Sarkozy warns France: Vote for me or end up like Spain

Sarkozy warns France: Vote for me or end up like Spain

PARIS - Agence France-Presse
Sarkozy warns France: Vote for me or end up like Spain

France's President and candidate for re-election in 2012, Nicolas Sarkozy, gestures as he speaks to reporters during a press conference as part of his presidential campaign in Paris, Thursday, April 5, 2012. AP photo

Nicolas Sarkozy warned French voters Thursday they should re-elect him as president to pursue his cost-cutting plans or face the kind of debt crises that have gripped Greece and Spain.

Speaking at the launch of his manifesto, just 17 days before the first round of voting, Sarkozy said France faced a "historic choice" between his austerity measures or a disastrous return to uncontrolled spending.
 
"Certain countries in Europe are today on the edge of a precipice," he warned, promising that under his continued leadership France could rediscover "competitiveness, innovation, investment, reduced spending." Sarkozy accused his Socialist challenger Francois Hollande of promising "a festival of new spending that no-one knows how to pay for, as if the world did not exist, Europe did not exist, the crisis did not exist.
 
"The situation today that our Spanish friends are going through, that our Greek friends have gone through, reminds us of reality.

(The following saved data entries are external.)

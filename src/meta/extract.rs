use std::collections::HashMap;
use std::sync::OnceLock;

use regex::Regex;

/// Card-relevant metadata scraped from a page.
#[derive(Clone, Debug, Default, PartialEq, Eq, serde::Serialize)]
pub struct PageMetadata {
    /// Text of the first `<title>` element; `None` when the page has none.
    pub title: Option<String>,
    /// Title shown on the card (`clean:title`, then `title` meta, then `<title>`).
    pub clean_title: Option<String>,
    pub sub_title: Option<String>,
    pub section: Option<String>,
    pub description: Option<String>,
    /// `<img src>` values with a jpg/png/gif extension, in document order.
    pub images: Vec<String>,
}

impl PageMetadata {
    /// Title used by layouts; empty when nothing resolved.
    pub fn display_title(&self) -> &str {
        self.clean_title.as_deref().unwrap_or("")
    }
}

const IMAGE_EXTENSIONS: [&str; 3] = [".jpg", ".png", ".gif"];

fn meta_re() -> &'static Regex {
    static RE: OnceLock<Regex> = OnceLock::new();
    RE.get_or_init(|| {
        Regex::new(r#"<meta[^>]+(name|property)="([^")]*)[^>]+content="([^"]*).*?>"#)
            .expect("meta regex compiles")
    })
}

fn title_re() -> &'static Regex {
    static RE: OnceLock<Regex> = OnceLock::new();
    RE.get_or_init(|| Regex::new(r"<title>(.*)</title>").expect("title regex compiles"))
}

fn img_re() -> &'static Regex {
    static RE: OnceLock<Regex> = OnceLock::new();
    RE.get_or_init(|| Regex::new(r#"<img src="([^"]+)""#).expect("img regex compiles"))
}

/// Extract card metadata from raw HTML.
///
/// Extraction never fails: patterns that do not match simply leave fields empty. Meta keys that
/// appear more than once keep the last value in document order. Fallback chains skip empty
/// values, so `content=""` on `clean:title` still falls through to `title`.
pub fn extract(html: &str) -> PageMetadata {
    let mut values = HashMap::<&str, &str>::new();
    for caps in meta_re().captures_iter(html) {
        let (Some(key), Some(content)) = (caps.get(2), caps.get(3)) else {
            continue;
        };
        values.insert(key.as_str(), content.as_str());
    }

    let title = title_re()
        .captures(html)
        .and_then(|caps| caps.get(1))
        .map(|m| decode_entities(m.as_str()));

    let images = img_re()
        .captures_iter(html)
        .filter_map(|caps| caps.get(1))
        .map(|m| m.as_str())
        .filter(|src| has_image_extension(src))
        .map(str::to_string)
        .collect();

    let pick = |keys: &[&str]| -> Option<String> {
        keys.iter()
            .filter_map(|k| values.get(k).copied())
            .find(|v| !v.is_empty())
            .map(decode_entities)
    };

    let clean_title = pick(&["clean:title", "title"])
        .or_else(|| title.clone().filter(|t| !t.is_empty()));

    PageMetadata {
        clean_title,
        sub_title: pick(&["clean:subtitle", "subtitle"]),
        section: pick(&["clean:section", "section"]),
        description: pick(&["og:description", "description"]),
        title,
        images,
    }
}

fn has_image_extension(src: &str) -> bool {
    let lower = src.to_ascii_lowercase();
    IMAGE_EXTENSIONS.iter().any(|ext| lower.ends_with(ext))
}

/// Decode the handful of entities that routinely show up in titles and descriptions.
fn decode_entities(s: &str) -> String {
    if !s.contains('&') {
        return s.to_string();
    }
    s.replace("&quot;", "\"")
        .replace("&#39;", "'")
        .replace("&#x27;", "'")
        .replace("&apos;", "'")
        .replace("&lt;", "<")
        .replace("&gt;", ">")
        .replace("&nbsp;", " ")
        .replace("&amp;", "&")
}

#[cfg(test)]
#[path = "../../tests/unit/meta/extract.rs"]
mod tests;
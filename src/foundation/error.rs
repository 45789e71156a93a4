use std::path::PathBuf;

/// Convenience result type used across ogcard.
pub type CardResult<T> = Result<T, CardError>;

/// Top-level error taxonomy used by the card pipeline.
#[derive(thiserror::Error, Debug)]
pub enum CardError {
    /// Invalid configuration or request data.
    #[error("validation error: {0}")]
    Validation(String),

    /// The source page could not be fetched (network failure or non-success status).
    #[error("fetch error: {0}")]
    Fetch(String),

    /// Rasterization failed.
    #[error("render error: {0}")]
    Render(String),

    /// The finished raster could not be encoded.
    #[error("encode error: {0}")]
    Encode(String),

    /// Reading or writing a cache entry failed.
    #[error("cache error at '{}': {source}", path.display())]
    Cache {
        /// Cache file involved in the failure.
        path: PathBuf,
        /// Underlying IO error.
        #[source]
        source: std::io::Error,
    },

    /// Wrapped lower-level error from dependencies or IO.
    #[error(transparent)]
    Other(#[from] anyhow::Error),
}

impl CardError {
    /// Build a [`CardError::Validation`] value.
    pub fn validation(msg: impl Into<String>) -> Self {
        Self::Validation(msg.into())
    }

    /// Build a [`CardError::Fetch`] value.
    pub fn fetch(msg: impl Into<String>) -> Self {
        Self::Fetch(msg.into())
    }

    /// Build a [`CardError::Render`] value.
    pub fn render(msg: impl Into<String>) -> Self {
        Self::Render(msg.into())
    }

    /// Build a [`CardError::Encode`] value.
    pub fn encode(msg: impl Into<String>) -> Self {
        Self::Encode(msg.into())
    }

    /// Build a [`CardError::Cache`] value.
    pub fn cache(path: impl Into<PathBuf>, source: std::io::Error) -> Self {
        Self::Cache {
            path: path.into(),
            source,
        }
    }

    /// True when the failure means no source page was available.
    pub fn is_fetch(&self) -> bool {
        matches!(self, Self::Fetch(_))
    }
}

#[cfg(test)]
#[path = "../../tests/unit/foundation/error.rs"]
mod tests;
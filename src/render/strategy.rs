use std::collections::BTreeMap;
use std::sync::Arc;

use crate::assets::decode::PreparedImage;
use crate::foundation::core::Canvas;
use crate::foundation::error::{CardError, CardResult};
use crate::layout::engine::{CardLayout, DefaultLayout, LayoutInput, PlainLayout};
use crate::layout::plan::LayoutPlan;
use crate::meta::extract::PageMetadata;
use crate::render::cpu::CpuRasterizer;
use crate::render::encode::encode_jpeg;
use crate::text::fonts::FontBook;
use crate::text::shaper::TextShaper;

/// Name of the renderer used when the configuration does not pick one.
pub const DEFAULT_RENDERER: &str = "default";

/// Shared inputs for one card render, besides the page metadata.
#[derive(Clone, Copy, Debug)]
pub struct CardContext<'a> {
    pub background: Option<&'a PreparedImage>,
    pub canvas: Canvas,
    pub fixed_text: &'a str,
    pub fonts: &'a FontBook,
    pub font_family: Option<&'a str>,
    pub jpeg_quality: u8,
}

/// Produces encoded card bytes from page metadata.
///
/// Implementations run on a blocking thread and must not do network or cache I/O.
pub trait CardRenderer: Send + Sync {
    fn render(&self, meta: &PageMetadata, ctx: &CardContext<'_>) -> CardResult<Vec<u8>>;

    /// The plan this renderer would paint, for renderers that are layout-driven.
    fn plan(&self, _meta: &PageMetadata, _ctx: &CardContext<'_>) -> Option<LayoutPlan> {
        None
    }
}

/// Lays the card out with `L`, rasterizes on the CPU and encodes as JPEG.
#[derive(Clone, Copy, Debug, Default)]
pub struct LayoutRenderer<L> {
    layout: L,
}

impl<L: CardLayout> LayoutRenderer<L> {
    pub fn new(layout: L) -> Self {
        Self { layout }
    }

    fn plan_with(
        &self,
        meta: &PageMetadata,
        ctx: &CardContext<'_>,
        shaper: &mut TextShaper,
    ) -> LayoutPlan {
        let input = LayoutInput {
            meta,
            background: ctx.background,
            canvas: ctx.canvas,
            fixed_text: ctx.fixed_text,
        };
        self.layout.layout(&input, shaper)
    }
}

impl<L: CardLayout> CardRenderer for LayoutRenderer<L> {
    #[tracing::instrument(level = "debug", skip_all, fields(canvas = ?ctx.canvas))]
    fn render(&self, meta: &PageMetadata, ctx: &CardContext<'_>) -> CardResult<Vec<u8>> {
        let mut shaper = TextShaper::new(ctx.fonts, ctx.font_family);
        let plan = self.plan_with(meta, ctx, &mut shaper);
        tracing::debug!(items = plan.items.len(), "layout planned");
        render_jpeg(&plan, shaper, ctx.jpeg_quality)
    }

    fn plan(&self, meta: &PageMetadata, ctx: &CardContext<'_>) -> Option<LayoutPlan> {
        let mut shaper = TextShaper::new(ctx.fonts, ctx.font_family);
        Some(self.plan_with(meta, ctx, &mut shaper))
    }
}

/// Rasterize `plan` with the fonts in `shaper` and encode it as JPEG.
pub fn render_jpeg(plan: &LayoutPlan, shaper: TextShaper, quality: u8) -> CardResult<Vec<u8>> {
    let mut rasterizer = CpuRasterizer::new(shaper);
    let frame = rasterizer.render(plan)?;
    encode_jpeg(&frame, quality)
}

/// Renderers addressable by name from configuration.
#[derive(Clone)]
pub struct RendererRegistry {
    renderers: BTreeMap<String, Arc<dyn CardRenderer>>,
}

impl RendererRegistry {
    /// Empty registry.
    pub fn empty() -> Self {
        Self {
            renderers: BTreeMap::new(),
        }
    }

    /// Registry with `"default"` (photo card) and `"plain"` (flat card).
    pub fn with_builtins() -> Self {
        let mut reg = Self::empty();
        reg.register(DEFAULT_RENDERER, LayoutRenderer::new(DefaultLayout));
        reg.register("plain", LayoutRenderer::new(PlainLayout));
        reg
    }

    /// Add or replace the renderer stored under `name`.
    pub fn register(&mut self, name: impl Into<String>, renderer: impl CardRenderer + 'static) {
        self.renderers.insert(name.into(), Arc::new(renderer));
    }

    pub fn get(&self, name: &str) -> CardResult<Arc<dyn CardRenderer>> {
        self.renderers.get(name).cloned().ok_or_else(|| {
            CardError::validation(format!(
                "unknown renderer '{name}' (available: {})",
                self.names().collect::<Vec<_>>().join(", ")
            ))
        })
    }

    pub fn names(&self) -> impl Iterator<Item = &str> {
        self.renderers.keys().map(String::as_str)
    }
}

impl Default for RendererRegistry {
    fn default() -> Self {
        Self::with_builtins()
    }
}

impl std::fmt::Debug for RendererRegistry {
    fn fmt(&self, f: &mut std::fmt::Formatter<'_>) -> std::fmt::Result {
        f.debug_list().entries(self.names()).finish()
    }
}

#[cfg(test)]
#[path = "../../tests/unit/render/strategy.rs"]
mod tests;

Look at the situation in Spain, after seven years of Socialist rule," he said.
 
Spain's budget minister admitted this week that Madrid is in a "critical situation" as government debt and unemployment surge higher -- mirroring the problems that led Greece to seek an EU and IMF bail-out last year.
 
Sarkozy said he had printed millions of copies of a "Letter to the French" outlining their stark choice in the run-up to April 22 and the May 6 run-off, along with millions of copies of his detailed spending plan.
 
Polls put the frontrunners neck-and-neck in the first round but forecast Hollande will win the May 6 run-off, ending the Socialists' 17-year losing streak and consigning the incumbent to history as a one-term president.
 
Sarkozy plans to increase sales tax from 19.6 to 21.2 percent, reduce payroll charges on employers, restrict legal immigration, reform professional training, tax exiles and balance the budget by 2016.
 
Sarkozy also confirmed that he will continue to reduce the size of the French state, principally by not replacing all retiring civil servants, and save 115 billion euros ($150 billion) through cuts and tax rises.
 
At the launch, he said he would ask the European Union to freeze France's contribution to its common budget, a measure which he said would save 600 million euros, but would not seek to renegotiate the EU fiscal pact.
 
And he promised to pass the so-called "Golden Rule" -- which obliges governments to have a plan to balance their books -- within months of his re-election, and to reduce France's deficit to zero by 2016.
 
Hollande had previously published his own 60-point plan and backed it up this week with a detailed legislative calendar for his first year in office, which he expects to begin with a parliamentary election win in June.
 
"Change will begin straight away," he declared on Wednesday at a campaign meeting with his former partner, Segolene Royal, the Socialist candidate who was defeated by Sarkozy in the 2007 presidential race.
 
Hollande is seeking to woo voters resentful of Sarkozy's austerity programme with plans to reduce the speed of spending cuts, renegotiate the EU fiscal pact, cap fuel prices and introduce a 75 percent supertax on high earners.
 
The Socialist candidate said the left "has never been so ready to govern", a claim dismissed by the Sarkozy, who insisted Hollande's plan to call into question Europe's deficit-reduction commitments was irresponsible.
 
"The slightest weakening in the course of meeting our undertakings, the slightest gap opening up in the word that France gave, and we face a crisis of confidence and the situation Spain finds itself in," Sarkozy said.
 
This would mean, he declared, "an astronomical rise in interest rates, a need to cut retirement pensions and reduce salaries." According to an opinion poll published Wednesday by the CSA institute, which matches other recent surveys, Sarkozy ought to come out on top in the first round with 30 percent of the vote to Hollande's 29 percent. Among the outsiders, hard-left firebrand Jean-Luc Melenchon has run a strong campaign so far and is polling at around 15 percent, eating into Hollande's first round support.
 
Far-right flag-bearer Marine Le Pen is hovering at 13 percent and unlikely to match her father Jean-Marie le Pen's 2002 feat of winning a place in the run-off. Centrist Francois Bayrou has slipped into fifth place.
 
According to CSA, if the second round were fought this weekend, Hollande would comfortably beat Sarkozy with 54 percent to 46. It found that 59 percent of Hollande's voters were backing him as an "anyone but Sarkozy" candidate.